The Red Zone showcases Chloe Caldwell at her best, with her trademark blend of humor and vulnerability. This is a special book, skillfully balancing practical knowledge and artistic deftness, and sharpness with sweetness.”  —Juliet Escoria, author of Juliet the Maniac 

The Red Zone: A Love Story is a period memoir as only Chloe Caldwell could write it, with warmth and particularity and charm. I smiled in recognition every few pages, read parts angrily aloud to my husband as though they were his fault, and laughed loudly enough at others to wake up my dogs. Yes, it’s a love story, but The Red Zone is also an adventure, which may sound like a strange descriptor for a book about PMDD until you have experienced it through Caldwell’s wry, piercing, fundamentally optimistic eyes. Both personal and communal, searching and exuberant, The Red Zone will speak to anyone who has been led by pain, curiosity, or misdiagnosis to become a detective of her own body.”  —Kristi Coulter, author of Nothing Good Can Come from This 

The Red Zone is an intense, informative, highly entertaining book about the menstrual cycle, sexism, bickering, divorce, marriage, stepmotherhood, holistic gradual self-healing, and the layered effort to move from impulsivity and fear to stability and growth.”  —Tao Lin, author of Leave Society 

“Sentences like poetry, insights like medicine, the most romantic love story, the most spot-on depiction of life in the female body. I needed this book. Chloe Caldwell is among the most important literary voices of our time. Women are going to pass The Red Zone around forever.”  —Diana Spechler, author of Who By Fire and Skinny

“The necessity and urgency of The Red Zone made me wonder how I—and any woman—had lived so long without it. Through the lens of PMDD and the female body, Caldwell refracts every issue imaginable, from relationships to hormones to queerness to stepmotherhood to blended families, all with hilarity, intimacy and depth. Feeling seen by this book is an understatement; it’s a survival guide.” —Zaina Arafat, author of You Exist Too Much

“Not since Elizabeth Wurtzel’s More, Now, Again have I been so obsessed with a book of nonfiction. I read The Red Zone in one day, in one chair, four cups of coffee, and after: a single cigarette. Obsessed.” —Elizabeth Ellen, founder/editor of SF/LD Books, author of Person/a and Her Lesser Work

“A PMS/PMDD memoir: a story of female creation in the face of fluctuation and destruction, and a story of love when that love is difficult to bear.” —Elizabeth McNeill, Full Stop

“Read it with a hot-water bottle on your abdomen and chocolate close at hand, then lend it to all your menstruating friends.” —Jenny Singer, Glamour  

A searching, galvanizing memoir about blood and love: how learning more about her period, PMS, PMDD, and the effects of hormones on moods transformed her relationships—to a new partner, to family, to non-blood kin, and to her own body—from the beloved essayist and author of Women.

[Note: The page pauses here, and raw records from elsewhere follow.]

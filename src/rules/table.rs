/// Table rules: pipe tables, pipe-less "np" tables, and the transient
/// `tableSeparator` rule that row parsing leans on.
///
/// Rows are re-parsed in inline scope with `state.in_table` set, which lets
/// the separator rule fire; the resulting sibling list is then split into
/// cells at the separator nodes.
use super::{order, re};
use crate::ast::{Align, Node};
use crate::capture::Capture;
use crate::error::Result;
use crate::html::html_tag;
use crate::matchers::{block_regex, custom};
use crate::parser::{ignore_capture, Nested, Parsed, Rule, Rules};
use crate::state::State;
use regex::Regex;
use std::sync::LazyLock;

static TABLE_R: LazyLock<Regex> =
    LazyLock::new(|| re(r"^ *(\|.+)\n *\|( *[-:]+[-| :]*)\n((?: *\|.*(?:\n|$))*)\n*"));
static NPTABLE_R: LazyLock<Regex> =
    LazyLock::new(|| re(r"^ *(\S.*\|.*)\n *([-:]+ *\|[-| :]*)\n((?:.*\|.*(?:\n|$))*)\n*"));
static TABLE_SEPARATOR_R: LazyLock<Regex> = LazyLock::new(|| re(r"^ *\| *"));
static TABLE_RIGHT_ALIGN_R: LazyLock<Regex> = LazyLock::new(|| re(r"^ *-+: *$"));
static TABLE_CENTER_ALIGN_R: LazyLock<Regex> = LazyLock::new(|| re(r"^ *:-+: *$"));
static TABLE_LEFT_ALIGN_R: LazyLock<Regex> = LazyLock::new(|| re(r"^ *:-+ *$"));
static ROW_TRIM_LEADING_R: LazyLock<Regex> = LazyLock::new(|| re(r"^ *\| *"));
static ROW_TRIM_TRAILING_R: LazyLock<Regex> = LazyLock::new(|| re(r" *\| *$"));
static CELL_END_TRIM_R: LazyLock<Regex> = LazyLock::new(|| re(r" *$"));

pub(super) fn install(rules: &mut Rules<String>) {
    rules.insert(
        "table",
        Rule::new(order::TABLE)
            .with_match(block_regex(TABLE_R.clone()))
            .with_parse(|capture, parser, state| parse_table(capture, parser, state, true))
            .with_html(table_html),
    );

    // the same shape without leading pipes; parses into a `table` node
    rules.insert(
        "nptable",
        Rule::new(order::NPTABLE)
            .with_match(block_regex(NPTABLE_R.clone()))
            .with_parse(|capture, parser, state| parse_table(capture, parser, state, false)),
    );

    rules.insert(
        "tableSeparator",
        Rule::new(order::TABLE_SEPARATOR)
            .with_match(custom(|source, state, _| {
                if !state.in_table {
                    return None;
                }
                TABLE_SEPARATOR_R
                    .captures(source)
                    .map(|captures| Capture::from_regex(&captures))
            }))
            .with_parse(ignore_capture(Node::TableSeparator)),
    );
}

fn parse_align_cell(cell: &str) -> Option<Align> {
    if TABLE_RIGHT_ALIGN_R.is_match(cell) {
        Some(Align::Right)
    } else if TABLE_CENTER_ALIGN_R.is_match(cell) {
        Some(Align::Center)
    } else if TABLE_LEFT_ALIGN_R.is_match(cell) {
        Some(Align::Left)
    } else {
        None
    }
}

fn parse_align_row(source: &str, trim_end_separators: bool) -> Vec<Option<Align>> {
    let mut row = source.to_owned();
    if trim_end_separators {
        row = ROW_TRIM_LEADING_R.replace(&row, "").into_owned();
        row = ROW_TRIM_TRAILING_R.replace(&row, "").into_owned();
    }
    row.trim().split('|').map(parse_align_cell).collect()
}

// Parses one row in inline scope with the separator rule active, then
// splits the sibling list into cells. With `trim_end_separators`, a
// separator at either end of the row opens no cell; the text node closing
// each cell loses its trailing spaces.
fn parse_row(
    parser: &dyn Nested,
    source: &str,
    state: &mut State,
    trim_end_separators: bool,
) -> Result<Vec<Vec<Node>>> {
    let was_in_table = state.in_table;
    state.in_table = true;
    let row = parser.parse(source.trim(), state);
    state.in_table = was_in_table;
    let row = row?;

    let mut cells: Vec<Vec<Node>> = vec![Vec::new()];
    for index in 0..row.len() {
        match &row[index] {
            Node::TableSeparator => {
                if !trim_end_separators || (index != 0 && index + 1 != row.len()) {
                    cells.push(Vec::new());
                }
            }
            node => {
                let mut node = node.clone();
                let closes_cell = row
                    .get(index + 1)
                    .map_or(true, |next| matches!(next, Node::TableSeparator));
                if closes_cell {
                    if let Node::Text { content } = &mut node {
                        *content = CELL_END_TRIM_R.replace(content, "").into_owned();
                    }
                }
                if let Some(cell) = cells.last_mut() {
                    cell.push(node);
                }
            }
        }
    }
    Ok(cells)
}

fn parse_cells(
    parser: &dyn Nested,
    source: &str,
    state: &mut State,
    trim_end_separators: bool,
) -> Result<Vec<Vec<Vec<Node>>>> {
    source
        .trim()
        .split('\n')
        .map(|row| parse_row(parser, row, state, trim_end_separators))
        .collect()
}

fn parse_table(
    capture: &Capture,
    parser: &dyn Nested,
    state: &mut State,
    trim_end_separators: bool,
) -> Result<Parsed> {
    state.inline = true;
    let header = parse_row(parser, capture.text(1), state, trim_end_separators);
    let align = parse_align_row(capture.text(2), trim_end_separators);
    let cells = header
        .and_then(|header| {
            parse_cells(parser, capture.text(3), state, trim_end_separators)
                .map(|cells| (header, cells))
        });
    state.inline = false;
    let (header, cells) = cells?;
    Ok(Parsed::Node(Node::Table {
        header,
        align,
        cells,
    }))
}

fn table_html(
    node: &Node,
    render: &dyn crate::output::Render<String>,
    state: &mut State,
) -> Result<String> {
    let Node::Table {
        header,
        align,
        cells,
    } = node
    else {
        return Ok(String::new());
    };
    let style = |column: usize| {
        align
            .get(column)
            .copied()
            .flatten()
            .map(|align| format!("text-align:{};", align.as_str()))
    };

    let mut header_cells = String::new();
    for (column, cell) in header.iter().enumerate() {
        header_cells.push_str(&html_tag(
            "th",
            &render.nodes(cell, state)?,
            &[("style", style(column)), ("scope", Some("col".to_string()))],
            true,
        ));
    }
    let mut body = String::new();
    for row in cells {
        let mut row_cells = String::new();
        for (column, cell) in row.iter().enumerate() {
            row_cells.push_str(&html_tag(
                "td",
                &render.nodes(cell, state)?,
                &[("style", style(column))],
                true,
            ));
        }
        body.push_str(&html_tag("tr", &row_cells, &[], true));
    }

    let head = html_tag("thead", &html_tag("tr", &header_cells, &[], true), &[], true);
    let body = html_tag("tbody", &body, &[], true);
    Ok(html_tag("table", &format!("{head}{body}"), &[], true))
}

#[cfg(test)]
mod tests {
    use super::*;

    #[test]
    fn test_align_classification() {
        assert_eq!(parse_align_cell("---"), None);
        assert_eq!(parse_align_cell(" --: "), Some(Align::Right));
        assert_eq!(parse_align_cell(":-:"), Some(Align::Center));
        assert_eq!(parse_align_cell(" :-- "), Some(Align::Left));
    }

    #[test]
    fn test_align_row_trims_end_separators() {
        assert_eq!(
            parse_align_row("---|--:|", true),
            vec![None, Some(Align::Right)]
        );
        assert_eq!(
            parse_align_row("---|--:", false),
            vec![None, Some(Align::Right)]
        );
    }

    #[test]
    fn test_table_regex_captures_sections() {
        let capture = TABLE_R.captures("| a | b |\n|---|--:|\n| 1 | 2 |\n\n").unwrap();
        assert_eq!(&capture[1], "| a | b |");
        assert_eq!(&capture[2], "---|--:|");
        assert_eq!(&capture[3], "| 1 | 2 |\n");
    }

    #[test]
    fn test_nptable_regex_captures_sections() {
        let capture = NPTABLE_R.captures("a | b\n--- | --:\n1 | 2\n\n").unwrap();
        assert_eq!(&capture[1], "a | b");
        assert_eq!(&capture[2], "--- | --:");
        assert_eq!(&capture[3], "1 | 2\n");
    }

    #[test]
    fn test_separator_rule_needs_table_state() {
        let rules = super::super::default_rules();
        let rule = rules.get("tableSeparator").unwrap();
        let mut state = State::inline();
        assert!(rule.matcher().unwrap().probe("| x", &state, "").is_none());
        state.in_table = true;
        let capture = rule.matcher().unwrap().probe("| x", &state, "").unwrap();
        assert_eq!(capture.full(), "| ");
    }
}
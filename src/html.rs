/// HTML tag emission.
use crate::sanitize::sanitize_attribute;

/// Builds a well-formed HTML tag.
///
/// Attributes are emitted in the order given; entries whose value is `None`
/// or empty are omitted, so output functions can pass optional attributes
/// straight through. Attribute names and values go through the attribute
/// escaper. With `is_closed` false only the opening tag is emitted, for void
/// elements such as `<hr>`, `<br>` and `<img>`.
pub fn html_tag(
    tag: &str,
    content: &str,
    attributes: &[(&str, Option<String>)],
    is_closed: bool,
) -> String {
    let mut attribute_text = String::new();
    for (name, value) in attributes {
        if let Some(value) = value {
            if value.is_empty() {
                continue;
            }
            attribute_text.push(' ');
            attribute_text.push_str(&sanitize_attribute(name));
            attribute_text.push_str("=\"");
            attribute_text.push_str(&sanitize_attribute(value));
            attribute_text.push('"');
        }
    }
    if is_closed {
        format!("<{tag}{attribute_text}>{content}</{tag}>")
    } else {
        format!("<{tag}{attribute_text}>")
    }
}
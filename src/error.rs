/// Error handling for the rule-table engine.
///
/// This module defines the error type shared by the parser and output
/// dispatchers. A parse either completes or fails with one of these; no
/// recovery is attempted mid-parse.
use std::fmt;

/// Main error type for the engine.
#[derive(Debug, Clone, PartialEq, Eq)]
pub enum EngineError {
    /// The dispatcher found no rule matching a non-empty source prefix.
    ///
    /// The named rule is the lowest-precedence entry of the table, which is
    /// contractually the universal fallback; a table whose fallback can
    /// decline input is misconfigured.
    NoMatchingRule { fallback: String, remaining: String },

    /// A selected capture did not begin at the start of the probed source.
    UnanchoredMatch { rule: String },

    /// An output property was requested with no `Array` joiner registered
    /// for it.
    MissingArrayJoiner { property: String },

    /// A node reached the output dispatcher without an output function for
    /// the requested property.
    MissingOutputRule { kind: String, property: String },
}

impl fmt::Display for EngineError {
    fn fmt(&self, f: &mut fmt::Formatter<'_>) -> fmt::Result {
        match self {
            EngineError::NoMatchingRule { fallback, remaining } => {
                write!(
                    f,
                    "could not find a matching rule; the lowest-precedence rule {:?} \
                     declined the remaining source: {:?}",
                    fallback, remaining
                )
            }
            EngineError::UnanchoredMatch { rule } => {
                write!(
                    f,
                    "rule {:?} returned a capture that does not start at the current \
                     position; match regexes must be anchored with `^`",
                    rule
                )
            }
            EngineError::MissingArrayJoiner { property } => {
                write!(f, "no Array joiner registered for output property {:?}", property)
            }
            EngineError::MissingOutputRule { kind, property } => {
                write!(f, "no {:?} output function for node type {:?}", property, kind)
            }
        }
    }
}

impl std::error::Error for EngineError {}

/// Convenience type alias for Results in the engine.
pub type Result<T> = std::result::Result<T, EngineError>;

Chloe Caldwell’s period has often felt inconvenient, uncomfortable, or even painful. It’s only once she’s in her thirties, as she’s falling in love with Tony, a musician and single dad, that its effects on her mood start to dominate her life. Spurred by the intensity and seriousness of her new relationship, it strikes her: her outbursts of anxiety and rage match her hormonal cycle.

Compelled to understand the truth of what’s happening to her, Chloe documents attitudes toward menstruation among her peers and family, reads Reddit threads about PMS, attends a conference called Break the Cycle, and learns about premenstrual dysphoric disorder, PMDD, which helps her name what she’s been going through. For Chloe, healing isn’t about finding a single cure. It means reflecting on underlying patterns in her life: her feelings about her queer identity and writing persona in the context of a heterosexual relationship; how her parents’ divorce contributed to her issues with trust; and what it means to blend a family.

The Red Zone is a candid, revelatory memoir for anyone grappling with controversial medical diagnoses and labels of all kinds. It’s about coming to terms with the fact that—along with proper treatment—self-acceptance, self-compassion, and transcending shame are the ultimate keys to relief. It’s also about love: how challenging it can be, how it reveals your weaknesses and wounds, and how, if you allow it, it will push you to grow and change.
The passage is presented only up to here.